__Data provided__.
BEGIN

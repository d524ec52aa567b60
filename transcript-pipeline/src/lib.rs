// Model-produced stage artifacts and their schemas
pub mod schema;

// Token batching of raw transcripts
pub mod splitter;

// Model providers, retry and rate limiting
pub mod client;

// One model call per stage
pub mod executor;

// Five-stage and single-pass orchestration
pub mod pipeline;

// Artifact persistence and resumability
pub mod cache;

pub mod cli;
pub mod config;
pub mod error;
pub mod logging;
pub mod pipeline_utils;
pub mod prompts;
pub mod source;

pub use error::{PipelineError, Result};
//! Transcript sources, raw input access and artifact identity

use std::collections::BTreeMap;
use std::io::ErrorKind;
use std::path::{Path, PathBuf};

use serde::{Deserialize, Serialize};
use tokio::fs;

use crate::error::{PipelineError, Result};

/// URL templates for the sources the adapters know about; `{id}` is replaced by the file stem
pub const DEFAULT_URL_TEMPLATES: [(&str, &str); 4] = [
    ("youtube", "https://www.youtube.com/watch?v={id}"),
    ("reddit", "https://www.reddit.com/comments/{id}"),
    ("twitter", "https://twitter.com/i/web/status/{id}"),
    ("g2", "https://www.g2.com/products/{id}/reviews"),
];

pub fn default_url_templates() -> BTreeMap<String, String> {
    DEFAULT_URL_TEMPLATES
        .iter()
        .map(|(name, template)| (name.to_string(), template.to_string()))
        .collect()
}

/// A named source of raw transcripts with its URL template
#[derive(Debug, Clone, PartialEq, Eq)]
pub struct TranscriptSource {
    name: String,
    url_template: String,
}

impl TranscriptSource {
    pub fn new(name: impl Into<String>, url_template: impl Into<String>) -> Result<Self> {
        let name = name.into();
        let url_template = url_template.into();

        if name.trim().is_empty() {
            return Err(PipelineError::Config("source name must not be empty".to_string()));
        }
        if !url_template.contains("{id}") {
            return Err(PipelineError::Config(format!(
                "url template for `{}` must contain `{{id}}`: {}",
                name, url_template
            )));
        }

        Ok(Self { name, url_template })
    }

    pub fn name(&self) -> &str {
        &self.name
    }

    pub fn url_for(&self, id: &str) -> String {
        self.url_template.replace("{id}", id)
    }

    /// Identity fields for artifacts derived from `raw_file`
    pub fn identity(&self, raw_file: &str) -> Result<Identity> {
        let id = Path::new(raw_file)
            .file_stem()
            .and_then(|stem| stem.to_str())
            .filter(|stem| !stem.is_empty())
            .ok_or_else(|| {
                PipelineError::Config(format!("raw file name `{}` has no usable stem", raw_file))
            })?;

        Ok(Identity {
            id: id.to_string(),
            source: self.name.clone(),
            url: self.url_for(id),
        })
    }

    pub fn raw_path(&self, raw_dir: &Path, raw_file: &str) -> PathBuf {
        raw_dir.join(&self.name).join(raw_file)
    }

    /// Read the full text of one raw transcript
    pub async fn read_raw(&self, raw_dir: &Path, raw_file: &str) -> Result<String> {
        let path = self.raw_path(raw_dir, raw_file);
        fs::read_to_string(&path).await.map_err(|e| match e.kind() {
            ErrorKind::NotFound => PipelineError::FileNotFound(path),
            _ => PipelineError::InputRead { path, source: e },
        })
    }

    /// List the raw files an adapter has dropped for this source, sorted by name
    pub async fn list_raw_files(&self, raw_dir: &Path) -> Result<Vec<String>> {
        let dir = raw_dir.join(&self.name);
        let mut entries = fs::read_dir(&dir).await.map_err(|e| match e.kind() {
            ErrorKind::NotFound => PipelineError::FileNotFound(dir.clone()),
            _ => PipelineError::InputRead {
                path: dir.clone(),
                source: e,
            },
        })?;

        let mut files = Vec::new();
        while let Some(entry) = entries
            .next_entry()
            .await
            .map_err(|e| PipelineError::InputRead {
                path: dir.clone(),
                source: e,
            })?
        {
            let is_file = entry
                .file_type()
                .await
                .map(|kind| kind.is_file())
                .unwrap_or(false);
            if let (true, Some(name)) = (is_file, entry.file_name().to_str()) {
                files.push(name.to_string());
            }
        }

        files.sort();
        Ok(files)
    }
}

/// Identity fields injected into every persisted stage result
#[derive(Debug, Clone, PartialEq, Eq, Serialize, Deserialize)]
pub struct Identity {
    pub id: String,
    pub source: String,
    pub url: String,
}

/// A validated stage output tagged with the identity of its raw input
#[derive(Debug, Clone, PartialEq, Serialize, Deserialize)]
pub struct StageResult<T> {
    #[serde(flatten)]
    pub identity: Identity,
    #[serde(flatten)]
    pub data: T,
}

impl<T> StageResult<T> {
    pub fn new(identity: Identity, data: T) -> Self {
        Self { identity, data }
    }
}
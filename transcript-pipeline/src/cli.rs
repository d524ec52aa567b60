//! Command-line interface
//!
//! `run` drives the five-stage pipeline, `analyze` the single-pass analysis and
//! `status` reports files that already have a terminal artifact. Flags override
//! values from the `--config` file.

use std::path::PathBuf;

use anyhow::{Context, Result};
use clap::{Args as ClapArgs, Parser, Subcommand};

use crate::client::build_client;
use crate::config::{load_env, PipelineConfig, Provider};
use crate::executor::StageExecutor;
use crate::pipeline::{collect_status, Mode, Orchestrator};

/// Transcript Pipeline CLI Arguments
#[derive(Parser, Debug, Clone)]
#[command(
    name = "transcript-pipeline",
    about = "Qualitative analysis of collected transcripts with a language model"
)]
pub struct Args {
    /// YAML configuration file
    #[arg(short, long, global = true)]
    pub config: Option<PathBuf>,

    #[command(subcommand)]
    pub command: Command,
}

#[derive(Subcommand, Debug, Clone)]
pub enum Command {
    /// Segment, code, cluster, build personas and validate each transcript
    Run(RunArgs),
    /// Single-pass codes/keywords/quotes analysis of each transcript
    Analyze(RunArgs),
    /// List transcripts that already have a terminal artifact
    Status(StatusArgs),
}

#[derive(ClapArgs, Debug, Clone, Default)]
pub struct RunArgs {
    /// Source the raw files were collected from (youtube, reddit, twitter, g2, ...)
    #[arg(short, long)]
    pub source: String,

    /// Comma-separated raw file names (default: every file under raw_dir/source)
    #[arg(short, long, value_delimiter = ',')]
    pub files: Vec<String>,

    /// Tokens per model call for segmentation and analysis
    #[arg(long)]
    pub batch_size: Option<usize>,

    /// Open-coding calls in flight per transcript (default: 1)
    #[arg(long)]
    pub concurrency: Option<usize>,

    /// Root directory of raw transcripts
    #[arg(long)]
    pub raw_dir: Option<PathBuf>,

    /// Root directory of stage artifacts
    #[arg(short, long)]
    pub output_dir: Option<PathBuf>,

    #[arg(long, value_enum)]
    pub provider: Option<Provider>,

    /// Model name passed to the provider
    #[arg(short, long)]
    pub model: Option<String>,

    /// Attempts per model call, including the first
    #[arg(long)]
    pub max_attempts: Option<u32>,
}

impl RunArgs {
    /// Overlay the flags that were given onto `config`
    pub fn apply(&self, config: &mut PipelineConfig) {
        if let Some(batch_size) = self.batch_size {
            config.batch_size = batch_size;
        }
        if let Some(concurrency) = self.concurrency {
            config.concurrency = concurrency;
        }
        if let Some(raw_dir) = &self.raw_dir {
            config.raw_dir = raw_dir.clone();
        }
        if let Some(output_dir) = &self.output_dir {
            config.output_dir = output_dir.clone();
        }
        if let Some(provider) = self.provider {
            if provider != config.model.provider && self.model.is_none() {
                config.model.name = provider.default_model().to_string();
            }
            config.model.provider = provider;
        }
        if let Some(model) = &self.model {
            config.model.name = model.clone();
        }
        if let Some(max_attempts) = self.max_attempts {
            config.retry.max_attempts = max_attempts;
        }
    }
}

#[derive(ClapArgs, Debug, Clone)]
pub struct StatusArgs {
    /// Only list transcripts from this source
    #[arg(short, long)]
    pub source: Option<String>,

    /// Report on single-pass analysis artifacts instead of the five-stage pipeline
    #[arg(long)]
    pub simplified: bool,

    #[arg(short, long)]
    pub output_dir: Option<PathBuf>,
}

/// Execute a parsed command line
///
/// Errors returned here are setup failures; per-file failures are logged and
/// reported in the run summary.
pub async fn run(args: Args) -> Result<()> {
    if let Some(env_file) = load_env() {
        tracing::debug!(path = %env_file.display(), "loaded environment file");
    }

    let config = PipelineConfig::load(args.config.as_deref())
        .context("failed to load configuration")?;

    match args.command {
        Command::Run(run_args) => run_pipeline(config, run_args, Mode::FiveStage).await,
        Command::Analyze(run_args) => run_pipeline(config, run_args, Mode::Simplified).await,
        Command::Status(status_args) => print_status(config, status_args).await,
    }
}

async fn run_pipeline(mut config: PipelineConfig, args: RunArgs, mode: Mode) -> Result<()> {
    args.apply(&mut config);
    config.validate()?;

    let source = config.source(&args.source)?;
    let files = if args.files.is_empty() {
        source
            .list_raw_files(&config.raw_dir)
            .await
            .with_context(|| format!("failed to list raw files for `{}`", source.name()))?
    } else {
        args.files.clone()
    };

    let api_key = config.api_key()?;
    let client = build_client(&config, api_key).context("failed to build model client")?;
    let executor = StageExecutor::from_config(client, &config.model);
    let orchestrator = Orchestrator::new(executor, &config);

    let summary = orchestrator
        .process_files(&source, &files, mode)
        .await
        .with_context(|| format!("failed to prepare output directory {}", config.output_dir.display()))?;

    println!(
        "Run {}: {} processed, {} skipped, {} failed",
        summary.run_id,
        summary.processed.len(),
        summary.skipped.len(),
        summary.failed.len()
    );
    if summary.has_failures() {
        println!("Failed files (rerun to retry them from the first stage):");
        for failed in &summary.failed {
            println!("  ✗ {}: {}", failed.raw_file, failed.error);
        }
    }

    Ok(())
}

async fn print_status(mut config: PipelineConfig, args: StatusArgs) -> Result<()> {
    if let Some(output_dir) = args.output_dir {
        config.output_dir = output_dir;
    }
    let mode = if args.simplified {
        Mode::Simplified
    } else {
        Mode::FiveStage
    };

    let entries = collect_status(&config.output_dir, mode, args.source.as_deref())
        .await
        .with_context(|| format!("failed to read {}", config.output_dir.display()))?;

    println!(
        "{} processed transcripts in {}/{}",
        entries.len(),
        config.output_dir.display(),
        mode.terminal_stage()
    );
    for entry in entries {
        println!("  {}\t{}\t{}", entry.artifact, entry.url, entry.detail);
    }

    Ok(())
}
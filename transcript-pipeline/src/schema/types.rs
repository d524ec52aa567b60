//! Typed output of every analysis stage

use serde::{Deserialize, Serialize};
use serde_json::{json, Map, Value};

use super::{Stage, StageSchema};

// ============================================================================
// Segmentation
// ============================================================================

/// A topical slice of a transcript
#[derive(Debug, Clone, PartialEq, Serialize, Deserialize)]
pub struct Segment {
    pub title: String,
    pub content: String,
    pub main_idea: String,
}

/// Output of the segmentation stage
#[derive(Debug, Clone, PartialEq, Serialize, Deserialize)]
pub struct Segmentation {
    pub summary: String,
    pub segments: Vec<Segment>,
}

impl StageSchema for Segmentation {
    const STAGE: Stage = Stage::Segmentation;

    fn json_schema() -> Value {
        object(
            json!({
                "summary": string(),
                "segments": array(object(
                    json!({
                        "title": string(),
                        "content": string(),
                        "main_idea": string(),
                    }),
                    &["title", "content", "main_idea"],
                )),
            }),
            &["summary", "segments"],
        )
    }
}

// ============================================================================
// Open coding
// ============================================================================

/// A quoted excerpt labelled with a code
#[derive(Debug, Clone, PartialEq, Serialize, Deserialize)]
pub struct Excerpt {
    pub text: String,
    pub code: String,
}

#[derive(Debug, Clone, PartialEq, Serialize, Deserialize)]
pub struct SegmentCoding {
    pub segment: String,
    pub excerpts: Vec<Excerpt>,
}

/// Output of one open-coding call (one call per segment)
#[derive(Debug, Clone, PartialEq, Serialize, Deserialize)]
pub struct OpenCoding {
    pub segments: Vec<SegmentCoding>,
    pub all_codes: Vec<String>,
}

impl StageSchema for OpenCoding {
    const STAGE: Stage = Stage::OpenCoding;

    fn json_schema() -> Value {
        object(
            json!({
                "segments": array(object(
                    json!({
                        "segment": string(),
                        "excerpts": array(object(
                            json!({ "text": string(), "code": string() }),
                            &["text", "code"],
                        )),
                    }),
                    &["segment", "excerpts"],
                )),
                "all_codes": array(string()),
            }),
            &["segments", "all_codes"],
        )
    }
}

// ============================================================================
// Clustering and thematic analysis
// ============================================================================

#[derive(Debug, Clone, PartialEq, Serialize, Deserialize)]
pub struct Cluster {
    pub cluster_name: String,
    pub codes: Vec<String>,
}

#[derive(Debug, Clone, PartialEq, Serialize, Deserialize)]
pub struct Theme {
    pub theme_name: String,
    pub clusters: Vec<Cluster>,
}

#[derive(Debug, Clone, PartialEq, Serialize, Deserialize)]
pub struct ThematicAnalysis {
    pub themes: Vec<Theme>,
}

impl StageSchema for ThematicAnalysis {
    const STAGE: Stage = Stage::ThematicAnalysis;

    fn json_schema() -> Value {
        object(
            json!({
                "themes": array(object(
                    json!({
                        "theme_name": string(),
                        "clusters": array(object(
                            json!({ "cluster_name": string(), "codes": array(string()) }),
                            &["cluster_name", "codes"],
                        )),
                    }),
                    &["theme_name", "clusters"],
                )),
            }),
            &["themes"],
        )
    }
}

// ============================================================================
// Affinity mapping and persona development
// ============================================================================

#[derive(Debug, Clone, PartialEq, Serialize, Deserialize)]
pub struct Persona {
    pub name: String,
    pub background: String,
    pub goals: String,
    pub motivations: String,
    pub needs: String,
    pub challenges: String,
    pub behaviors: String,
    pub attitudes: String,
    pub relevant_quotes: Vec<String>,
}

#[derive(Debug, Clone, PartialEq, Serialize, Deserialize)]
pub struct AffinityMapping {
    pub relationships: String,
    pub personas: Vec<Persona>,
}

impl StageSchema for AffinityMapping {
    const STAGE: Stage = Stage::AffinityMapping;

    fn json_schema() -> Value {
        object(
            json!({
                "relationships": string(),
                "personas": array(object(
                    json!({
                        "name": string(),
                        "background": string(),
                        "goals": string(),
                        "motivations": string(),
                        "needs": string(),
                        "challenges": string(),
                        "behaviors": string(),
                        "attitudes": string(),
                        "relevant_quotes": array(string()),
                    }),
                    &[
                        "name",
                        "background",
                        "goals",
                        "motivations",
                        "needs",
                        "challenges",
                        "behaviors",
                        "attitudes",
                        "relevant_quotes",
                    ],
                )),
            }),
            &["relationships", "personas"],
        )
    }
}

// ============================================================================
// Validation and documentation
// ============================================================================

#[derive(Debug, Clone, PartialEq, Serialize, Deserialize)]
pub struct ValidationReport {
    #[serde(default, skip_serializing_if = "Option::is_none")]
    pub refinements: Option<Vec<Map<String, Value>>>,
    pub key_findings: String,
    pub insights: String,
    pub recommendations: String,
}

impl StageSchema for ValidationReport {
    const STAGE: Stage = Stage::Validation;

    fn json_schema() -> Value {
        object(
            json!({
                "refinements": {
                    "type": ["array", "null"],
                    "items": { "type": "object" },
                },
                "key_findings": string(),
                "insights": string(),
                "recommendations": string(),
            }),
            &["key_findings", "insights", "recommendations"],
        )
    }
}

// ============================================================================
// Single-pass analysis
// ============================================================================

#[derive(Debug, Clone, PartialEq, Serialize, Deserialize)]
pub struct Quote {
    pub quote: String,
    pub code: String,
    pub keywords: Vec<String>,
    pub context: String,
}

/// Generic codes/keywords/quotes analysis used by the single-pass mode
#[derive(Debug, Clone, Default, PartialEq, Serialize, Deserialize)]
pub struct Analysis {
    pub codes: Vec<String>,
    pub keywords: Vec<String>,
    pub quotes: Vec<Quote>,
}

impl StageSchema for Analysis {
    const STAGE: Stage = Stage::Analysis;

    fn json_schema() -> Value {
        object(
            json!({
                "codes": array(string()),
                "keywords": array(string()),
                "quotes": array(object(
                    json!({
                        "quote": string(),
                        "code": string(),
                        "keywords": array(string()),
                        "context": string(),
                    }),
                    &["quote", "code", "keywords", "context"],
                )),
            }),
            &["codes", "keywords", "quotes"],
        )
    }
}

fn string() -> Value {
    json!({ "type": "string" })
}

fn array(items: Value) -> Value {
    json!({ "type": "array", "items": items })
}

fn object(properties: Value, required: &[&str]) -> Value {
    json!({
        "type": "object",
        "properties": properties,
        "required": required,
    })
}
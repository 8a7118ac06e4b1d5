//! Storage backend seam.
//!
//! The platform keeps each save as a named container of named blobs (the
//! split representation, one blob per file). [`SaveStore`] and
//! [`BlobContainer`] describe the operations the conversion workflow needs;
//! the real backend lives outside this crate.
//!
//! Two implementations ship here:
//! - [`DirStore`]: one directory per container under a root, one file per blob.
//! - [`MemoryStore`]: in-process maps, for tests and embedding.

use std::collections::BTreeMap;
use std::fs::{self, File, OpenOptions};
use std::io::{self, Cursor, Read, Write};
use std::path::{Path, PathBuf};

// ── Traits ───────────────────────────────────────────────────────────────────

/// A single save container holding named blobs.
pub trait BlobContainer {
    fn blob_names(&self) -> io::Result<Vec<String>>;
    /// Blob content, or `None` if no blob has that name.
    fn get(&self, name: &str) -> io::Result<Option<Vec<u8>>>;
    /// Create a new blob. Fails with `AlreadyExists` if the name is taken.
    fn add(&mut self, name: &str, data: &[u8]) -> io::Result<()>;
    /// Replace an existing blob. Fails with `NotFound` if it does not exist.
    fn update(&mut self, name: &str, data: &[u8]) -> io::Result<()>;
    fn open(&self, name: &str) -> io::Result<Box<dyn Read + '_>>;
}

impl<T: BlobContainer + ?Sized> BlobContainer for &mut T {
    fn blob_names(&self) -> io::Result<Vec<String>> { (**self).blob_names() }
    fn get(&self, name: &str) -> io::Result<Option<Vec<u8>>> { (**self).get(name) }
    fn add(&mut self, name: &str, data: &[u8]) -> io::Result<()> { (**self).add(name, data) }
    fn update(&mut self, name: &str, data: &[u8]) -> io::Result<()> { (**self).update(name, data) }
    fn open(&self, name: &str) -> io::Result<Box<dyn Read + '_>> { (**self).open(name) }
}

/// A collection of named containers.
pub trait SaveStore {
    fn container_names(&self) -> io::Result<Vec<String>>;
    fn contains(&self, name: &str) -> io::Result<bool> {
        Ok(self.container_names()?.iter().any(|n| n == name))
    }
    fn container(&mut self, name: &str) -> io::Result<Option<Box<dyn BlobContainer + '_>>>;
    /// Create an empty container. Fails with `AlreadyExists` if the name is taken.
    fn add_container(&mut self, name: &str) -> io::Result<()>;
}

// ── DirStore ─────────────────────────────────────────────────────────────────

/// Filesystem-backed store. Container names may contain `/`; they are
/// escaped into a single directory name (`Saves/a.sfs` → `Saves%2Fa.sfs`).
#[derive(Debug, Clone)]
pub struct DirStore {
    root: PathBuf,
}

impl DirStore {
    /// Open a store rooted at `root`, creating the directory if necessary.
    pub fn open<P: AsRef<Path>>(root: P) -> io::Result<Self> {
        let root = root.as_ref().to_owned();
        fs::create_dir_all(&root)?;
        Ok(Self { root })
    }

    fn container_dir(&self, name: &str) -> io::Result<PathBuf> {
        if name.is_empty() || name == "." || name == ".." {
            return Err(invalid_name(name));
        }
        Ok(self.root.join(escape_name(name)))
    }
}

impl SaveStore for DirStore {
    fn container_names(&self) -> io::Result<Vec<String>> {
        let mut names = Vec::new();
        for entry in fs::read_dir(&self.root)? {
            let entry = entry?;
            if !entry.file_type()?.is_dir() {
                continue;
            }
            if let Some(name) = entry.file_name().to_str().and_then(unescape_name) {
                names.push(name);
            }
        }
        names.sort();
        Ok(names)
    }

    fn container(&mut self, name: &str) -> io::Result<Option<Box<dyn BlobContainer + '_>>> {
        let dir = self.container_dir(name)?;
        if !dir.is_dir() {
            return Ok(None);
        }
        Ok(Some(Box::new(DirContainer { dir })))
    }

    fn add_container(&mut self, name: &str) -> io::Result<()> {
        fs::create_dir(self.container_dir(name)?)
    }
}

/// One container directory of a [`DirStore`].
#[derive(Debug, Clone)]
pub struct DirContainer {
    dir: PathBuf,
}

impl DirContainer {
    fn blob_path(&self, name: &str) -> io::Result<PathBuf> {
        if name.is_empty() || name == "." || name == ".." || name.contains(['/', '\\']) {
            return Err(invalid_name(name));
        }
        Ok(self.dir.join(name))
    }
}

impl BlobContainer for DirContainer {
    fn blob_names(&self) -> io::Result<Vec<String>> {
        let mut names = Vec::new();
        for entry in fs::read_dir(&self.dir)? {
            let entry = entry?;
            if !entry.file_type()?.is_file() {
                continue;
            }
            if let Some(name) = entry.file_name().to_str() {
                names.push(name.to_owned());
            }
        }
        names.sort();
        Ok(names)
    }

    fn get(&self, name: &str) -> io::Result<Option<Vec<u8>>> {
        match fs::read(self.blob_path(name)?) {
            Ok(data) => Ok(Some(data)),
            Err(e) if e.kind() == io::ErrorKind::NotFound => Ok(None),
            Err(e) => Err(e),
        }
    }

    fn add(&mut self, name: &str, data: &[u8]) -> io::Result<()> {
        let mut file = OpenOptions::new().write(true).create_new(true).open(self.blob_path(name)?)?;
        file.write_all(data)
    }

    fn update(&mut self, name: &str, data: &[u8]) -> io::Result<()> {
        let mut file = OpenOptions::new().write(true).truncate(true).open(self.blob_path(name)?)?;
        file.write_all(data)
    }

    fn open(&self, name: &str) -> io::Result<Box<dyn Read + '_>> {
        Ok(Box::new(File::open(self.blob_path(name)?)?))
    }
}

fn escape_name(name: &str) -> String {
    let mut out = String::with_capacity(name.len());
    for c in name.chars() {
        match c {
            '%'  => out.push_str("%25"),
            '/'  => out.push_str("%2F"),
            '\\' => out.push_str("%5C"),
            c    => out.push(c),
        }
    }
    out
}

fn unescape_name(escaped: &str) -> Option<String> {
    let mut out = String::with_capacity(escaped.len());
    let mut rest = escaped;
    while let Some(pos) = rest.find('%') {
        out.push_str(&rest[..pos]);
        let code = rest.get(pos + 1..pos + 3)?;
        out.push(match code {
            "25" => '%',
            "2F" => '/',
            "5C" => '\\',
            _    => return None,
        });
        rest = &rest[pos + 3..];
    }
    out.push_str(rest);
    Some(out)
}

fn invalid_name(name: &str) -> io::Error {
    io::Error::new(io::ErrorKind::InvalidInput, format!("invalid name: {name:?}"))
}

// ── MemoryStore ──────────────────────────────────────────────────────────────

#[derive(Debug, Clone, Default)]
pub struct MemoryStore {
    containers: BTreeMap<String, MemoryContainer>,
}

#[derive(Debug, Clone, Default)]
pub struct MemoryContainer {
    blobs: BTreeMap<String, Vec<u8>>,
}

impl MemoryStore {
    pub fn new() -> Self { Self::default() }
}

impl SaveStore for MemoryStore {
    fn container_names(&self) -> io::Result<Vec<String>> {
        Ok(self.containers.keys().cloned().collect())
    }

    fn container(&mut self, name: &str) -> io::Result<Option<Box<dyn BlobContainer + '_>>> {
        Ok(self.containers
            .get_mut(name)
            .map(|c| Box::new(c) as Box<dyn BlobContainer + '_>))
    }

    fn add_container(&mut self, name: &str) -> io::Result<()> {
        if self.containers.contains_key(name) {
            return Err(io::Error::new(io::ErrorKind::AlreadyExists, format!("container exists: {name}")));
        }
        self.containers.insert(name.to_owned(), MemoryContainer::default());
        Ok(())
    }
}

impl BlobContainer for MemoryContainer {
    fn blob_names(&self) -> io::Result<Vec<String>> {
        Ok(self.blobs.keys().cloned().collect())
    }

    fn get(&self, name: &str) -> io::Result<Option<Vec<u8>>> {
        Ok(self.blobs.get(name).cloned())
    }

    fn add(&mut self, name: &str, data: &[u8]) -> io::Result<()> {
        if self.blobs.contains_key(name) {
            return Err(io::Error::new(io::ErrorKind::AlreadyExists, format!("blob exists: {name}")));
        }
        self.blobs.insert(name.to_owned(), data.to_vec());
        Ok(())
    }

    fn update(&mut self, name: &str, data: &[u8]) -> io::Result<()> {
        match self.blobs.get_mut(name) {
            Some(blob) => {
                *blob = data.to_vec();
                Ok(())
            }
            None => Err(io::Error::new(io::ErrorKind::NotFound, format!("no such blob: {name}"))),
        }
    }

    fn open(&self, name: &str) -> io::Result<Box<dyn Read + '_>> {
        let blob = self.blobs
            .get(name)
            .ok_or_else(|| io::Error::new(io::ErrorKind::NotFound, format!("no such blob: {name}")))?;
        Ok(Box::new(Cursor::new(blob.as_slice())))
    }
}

END

__What the task requires__. Count the lines in the listing that hold the word "escaped", then give the number and nothing else.

__Output of the exercise__. 4